Problem requirements
Locate each line in the records containing "margin". Copy it.

----------------------------------------

use rust_decimal::Decimal;
use rust_decimal_macros::dec;
use serde::{Deserialize, Serialize};
use std::fmt;
use std::str::FromStr;

use crate::decimal::{Money, Rate};
use crate::errors::PricingError;

/// loan product kinds
#[derive(Debug, Clone, Copy, PartialEq, Eq, Hash, Serialize, Deserialize)]
#[serde(rename_all = "kebab-case")]
pub enum ProductKind {
    /// monthly margin over base rate
    VariableBridge,
    /// fixed monthly coupon, no base-rate linkage
    FixedBridge,
    /// annual margin over base rate with optional deferred interest
    Fusion,
}

impl ProductKind {
    pub fn as_str(&self) -> &'static str {
        match self {
            ProductKind::VariableBridge => "variable-bridge",
            ProductKind::FixedBridge => "fixed-bridge",
            ProductKind::Fusion => "fusion",
        }
    }

    pub fn is_bridge(&self) -> bool {
        matches!(self, ProductKind::VariableBridge | ProductKind::FixedBridge)
    }

    /// whether the base rate contributes to the coupon
    pub fn tracks_base_rate(&self) -> bool {
        matches!(self, ProductKind::VariableBridge | ProductKind::Fusion)
    }
}

impl fmt::Display for ProductKind {
    fn fmt(&self, f: &mut fmt::Formatter<'_>) -> fmt::Result {
        f.write_str(self.as_str())
    }
}

impl FromStr for ProductKind {
    type Err = PricingError;

    fn from_str(s: &str) -> Result<Self, Self::Err> {
        match s.trim().to_ascii_lowercase().replace(['_', ' '], "-").as_str() {
            "variable-bridge" | "variable" => Ok(ProductKind::VariableBridge),
            "fixed-bridge" | "fixed" => Ok(ProductKind::FixedBridge),
            "fusion" => Ok(ProductKind::Fusion),
            _ => Err(PricingError::UnknownProductKind {
                kind: s.to_string(),
            }),
        }
    }
}

/// ltv tier boundary used to select a rate
#[derive(Debug, Clone, Copy, PartialEq, Eq, PartialOrd, Ord, Hash, Serialize, Deserialize)]
pub enum LtvBucket {
    Ltv60,
    Ltv70,
    Ltv75,
}

impl LtvBucket {
    /// ceiling bucketing: anything above 70% lands in the top tier
    pub fn from_ltv(ltv_percent: Decimal) -> Self {
        if ltv_percent <= dec!(60) {
            LtvBucket::Ltv60
        } else if ltv_percent <= dec!(70) {
            LtvBucket::Ltv70
        } else {
            LtvBucket::Ltv75
        }
    }

    pub fn percent(&self) -> u32 {
        match self {
            LtvBucket::Ltv60 => 60,
            LtvBucket::Ltv70 => 70,
            LtvBucket::Ltv75 => 75,
        }
    }
}

/// loan amount supplied by the caller
#[derive(Debug, Clone, Copy, PartialEq, Eq, Serialize, Deserialize)]
#[serde(rename_all = "snake_case")]
pub enum LoanAmount {
    /// price this gross loan
    Gross(Money),
    /// solve for the gross that yields at least this net
    SpecificNet(Money),
}

/// broker client fee charged to the borrower
#[derive(Debug, Clone, Copy, PartialEq, Eq, Serialize, Deserialize)]
#[serde(rename_all = "snake_case")]
pub enum BrokerClientFee {
    Flat(Money),
    PercentOfGross(Rate),
}

impl BrokerClientFee {
    pub fn amount(&self, gross: Money) -> Money {
        match self {
            BrokerClientFee::Flat(fee) => *fee,
            BrokerClientFee::PercentOfGross(rate) => gross.portion(*rate),
        }
    }
}

impl Default for BrokerClientFee {
    fn default() -> Self {
        BrokerClientFee::Flat(Money::ZERO)
    }
}

/// existing first-charge exposure behind which this loan sits
#[derive(Debug, Clone, Copy, PartialEq, Eq, Serialize, Deserialize)]
pub struct SecondCharge {
    pub first_charge_balance: Money,
}

/// which structural limit clamped the gross loan
#[derive(Debug, Clone, Copy, PartialEq, Eq, Serialize, Deserialize)]
pub enum CapRule {
    /// combined first + second charge exposure
    SecondCharge,
    /// product ltv ceiling
    MaxLtv,
}

/// how an inverse solve finished
#[derive(Debug, Clone, Copy, PartialEq, Eq, Serialize, Deserialize)]
pub enum SolveOutcome {
    /// priced net meets the target
    TargetMet,
    /// a cap stopped the search below the target
    CappedShort,
    /// iteration bounds ran out below the target
    Unconverged,
    /// forward pricing, nothing was solved
    NotApplicable,
}

/// non-binding observations against the rate record
#[derive(Debug, Clone, PartialEq, Serialize, Deserialize)]
#[serde(tag = "kind", rename_all = "snake_case")]
pub enum PricingWarning {
    LoanBelowMinimum { minimum: Money, gross: Money },
    LoanAboveMaximum { maximum: Money, gross: Money },
    LtvBelowMinimum { minimum: Decimal, ltv: Decimal },
    RolledMonthsOutOfRange { minimum: Option<u32>, maximum: Option<u32>, rolled: u32 },
    DeferredRateAboveMaximum { maximum: Decimal, deferred: Decimal },
}

#[cfg(test)]
mod tests {
    use super::*;

    #[test]
    fn test_product_kind_parsing() {
        assert_eq!("variable-bridge".parse::<ProductKind>().unwrap(), ProductKind::VariableBridge);
        assert_eq!("Fixed_Bridge".parse::<ProductKind>().unwrap(), ProductKind::FixedBridge);
        assert_eq!("fusion".parse::<ProductKind>().unwrap(), ProductKind::Fusion);

        let err = "term-loan".parse::<ProductKind>().unwrap_err();
        assert_eq!(err, PricingError::UnknownProductKind { kind: "term-loan".to_string() });
    }

    #[test]
    fn test_product_kind_serde() {
        let json = serde_json::to_string(&ProductKind::FixedBridge).unwrap();
        assert_eq!(json, "\"fixed-bridge\"");

        assert!(serde_json::from_str::<ProductKind>("\"overdraft\"").is_err());
    }

    #[test]
    fn test_ltv_bucket_boundaries() {
        assert_eq!(LtvBucket::from_ltv(dec!(0)), LtvBucket::Ltv60);
        assert_eq!(LtvBucket::from_ltv(dec!(60)), LtvBucket::Ltv60);
        assert_eq!(LtvBucket::from_ltv(dec!(60.01)), LtvBucket::Ltv70);
        assert_eq!(LtvBucket::from_ltv(dec!(70)), LtvBucket::Ltv70);
        assert_eq!(LtvBucket::from_ltv(dec!(70.5)), LtvBucket::Ltv75);
        assert_eq!(LtvBucket::from_ltv(dec!(95)), LtvBucket::Ltv75);
    }

    #[test]
    fn test_ltv_bucket_monotonic() {
        let mut previous = LtvBucket::Ltv60;
        for ltv in 0..=100 {
            let bucket = LtvBucket::from_ltv(Decimal::from(ltv));
            assert!(bucket >= previous);
            previous = bucket;
        }
    }

    #[test]
    fn test_broker_client_fee() {
        let gross = Money::from_major(200_000);

        assert_eq!(BrokerClientFee::Flat(Money::from_major(995)).amount(gross), Money::from_major(995));
        assert_eq!(
            BrokerClientFee::PercentOfGross(Rate::from_percentage(1)).amount(gross),
            Money::from_major(2_000)
        );
    }
}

----------------------------------------

Your response
    /// monthly margin over base rate
    /// annual margin over base rate with optional deferred interest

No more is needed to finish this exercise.